Getting attention scores for each head of transformer model

amjass · July 5, 2023, 1:49pm

Hi all,
I am trying to get attention weights for input sentences for a transformer model I have built with my own corpus of text. I have used the PyTorch Language Translation with nn.Transformer and torchtext — PyTorch Tutorials 2.0.1+cu117 documentation as a guide and the model trains and predicts well.

I now need to access attention weights of the encoder but am struggling and would appreciate any guidance. I need the attention scores for an input sentence for each head of the encoder, and the final attention weights of the last layer of the encoder block.
I have managed to access each layers attention score as follows:

src = text_transform['main'](src).view(-1, 1)
num_tokens = src.shape[0]
src_mask = (torch.zeros(num_tokens, num_tokens)).type(torch.bool)
input_embeddings = transformer.encode(src, src_mask)

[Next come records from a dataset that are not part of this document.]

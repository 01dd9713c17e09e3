//! FromRow derive macro implementation

use crate::attrs::named_fields;
use proc_macro2::TokenStream;
use quote::quote;
use syn::{DeriveInput, Result};

pub fn expand(input: DeriveInput) -> Result<TokenStream> {
    let name = &input.ident;
    let (impl_generics, ty_generics, where_clause) = input.generics.split_for_impl();

    let field_extracts: Vec<_> = named_fields(&input, "FromRow")?
        .into_iter()
        .map(|field| {
            let ident = field.ident;
            if field.skip {
                quote! { #ident: ::std::default::Default::default() }
            } else {
                let column = field.column;
                quote! { #ident: row.get(#column)? }
            }
        })
        .collect();

    Ok(quote! {
        impl #impl_generics ::dblayer::FromRow for #name #ty_generics #where_clause {
            fn from_row(row: &::dblayer::Row) -> ::dblayer::OrmResult<Self> {
                Ok(Self {
                    #(#field_extracts),*
                })
            }
        }
    })
}
//! Persistable records.
//!
//! A [`Record`] exposes the columns a write should touch together with their values. It is
//! implemented by `#[derive(Record)]` for structs and by [`Map`] for ad-hoc key/value data.

use crate::value::Value;
use std::collections::BTreeMap;

/// Map-based record. Keys iterate sorted, which keeps batch column order deterministic.
pub type Map = BTreeMap<String, Value>;

/// Column/value extraction for writes.
///
/// The identity column is never part of the output; it is assigned by the backend and read
/// back through `RETURNING id` or the backend's last-insert-id.
///
/// # Example
///
/// ```ignore
/// use dblayer::Record;
///
/// #[derive(Record)]
/// struct User {
///     #[db(id)]
///     id: i64,
///     username: String,
///     #[db(column = "email_address")]
///     email: Option<String>,
/// }
/// ```
pub trait Record {
    /// Persistable `(column, value)` pairs in declaration order.
    fn columns_and_values(&self) -> Vec<(String, Value)>;

    /// Column names only.
    fn columns(&self) -> Vec<String> {
        self.columns_and_values()
            .into_iter()
            .map(|(column, _)| column)
            .collect()
    }
}

impl Record for Map {
    fn columns_and_values(&self) -> Vec<(String, Value)> {
        self.iter().map(|(k, v)| (k.clone(), v.clone())).collect()
    }
}

impl<R: Record + ?Sized> Record for &R {
    fn columns_and_values(&self) -> Vec<(String, Value)> {
        (**self).columns_and_values()
    }
}

/// Build a [`Map`] from `column => value` pairs.
///
/// ```ignore
/// let data = dblayer::map! { "name" => "alice", "age" => 30 };
/// ```
#[macro_export]
macro_rules! map {
    () => {
        $crate::Map::new()
    };
    ($($key:expr => $value:expr),+ $(,)?) => {{
        let mut map = $crate::Map::new();
        $(map.insert(::std::string::String::from($key), $crate::Value::from($value));)+
        map
    }};
}

#[cfg(test)]
mod tests {
    use super::*;

    #[test]
    fn map_records_are_sorted() {
        let data = crate::map! { "name" => "alice", "age" => 30 };
        assert_eq!(data.columns(), vec!["age".to_string(), "name".to_string()]);
        assert_eq!(
            data.columns_and_values()[0],
            ("age".to_string(), Value::Int(30))
        );
    }
}
//! Transaction scope.
//!
//! A [`Transaction`] owns one backend session for its lifetime. Builders created from it
//! run only on that session; they never fall back to the pool.
//!
//! ```ignore
//! let tx = db.begin().await?;
//! tx.table("accounts").where_("id = ?", args![1]).decrement("balance", 100).await?;
//! tx.table("accounts").where_("id = ?", args![2]).increment("balance", 100).await?;
//! tx.commit().await?;
//! ```
//!
//! Prefer [`Database::transaction`](crate::Database::transaction), which commits on `Ok`,
//! rolls back on `Err` and rolls back before re-raising a panic.

use crate::builder::QueryBuilder;
use crate::dialect::Dialect;
use crate::error::{OrmError, OrmResult};
use crate::executor::{Conn, Session, Target};
use crate::raw::Raw;
use crate::value::Value;
use std::sync::Arc;

/// An open transaction.
///
/// Dropping it without [`commit`](Transaction::commit) or [`rollback`](Transaction::rollback)
/// discards its work and logs a warning.
pub struct Transaction {
    session: Option<Box<dyn Session>>,
    dialect: Arc<dyn Dialect>,
}

impl std::fmt::Debug for Transaction {
    fn fmt(&self, f: &mut std::fmt::Formatter<'_>) -> std::fmt::Result {
        f.debug_struct("Transaction")
            .field("dialect", &self.dialect.name())
            .field("open", &self.session.is_some())
            .finish()
    }
}

impl Transaction {
    pub(crate) fn new(session: Box<dyn Session>, dialect: Arc<dyn Dialect>) -> Self {
        Self {
            session: Some(session),
            dialect,
        }
    }

    pub(crate) fn session(&self) -> OrmResult<&dyn Session> {
        self.session
            .as_deref()
            .ok_or_else(|| OrmError::NoExecutor("transaction already finished".to_string()))
    }

    pub fn dialect(&self) -> &Arc<dyn Dialect> {
        &self.dialect
    }

    /// Execution context bound to this transaction's session.
    pub fn conn(&self) -> Conn<'_> {
        Conn::new(Target::Transaction(self), self.dialect.clone())
    }

    /// Query builder whose statements run inside this transaction.
    pub fn table(&self, name: impl Into<String>) -> QueryBuilder<'_> {
        QueryBuilder::new(self.conn(), name)
    }

    pub fn raw(&self, sql: impl Into<String>, args: Vec<Value>) -> Raw<'_> {
        Raw::new(self.conn(), sql, args)
    }

    pub async fn commit(mut self) -> OrmResult<()> {
        match self.session.take() {
            Some(mut session) => session.commit().await,
            None => Err(OrmError::NoExecutor("transaction already finished".to_string())),
        }
    }

    pub async fn rollback(mut self) -> OrmResult<()> {
        match self.session.take() {
            Some(mut session) => session.rollback().await,
            None => Err(OrmError::NoExecutor("transaction already finished".to_string())),
        }
    }
}

impl Drop for Transaction {
    fn drop(&mut self) {
        if self.session.take().is_some() {
            #[cfg(feature = "tracing")]
            tracing::warn!(
                target: "dblayer.sql",
                dialect = self.dialect.name(),
                "transaction dropped without commit or rollback; discarding"
            );
        }
    }
}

for layer in transformer.transformer.encoder.layers:
     emb, att = layer.self_attn(input_embeddings, input_embeddings, input_embeddings, need_weights=True)
     input_embeddings = layer(input_embeddings)

but this only provides attention scores for each layer of the encoder block and presumably only for the first head as i only get 6 sets of attention (unless they are averaged across the heads which is still not what i need)

I would like the final attention score for each encoder block and for each head. Any advice would be much appreciated.

many thanks!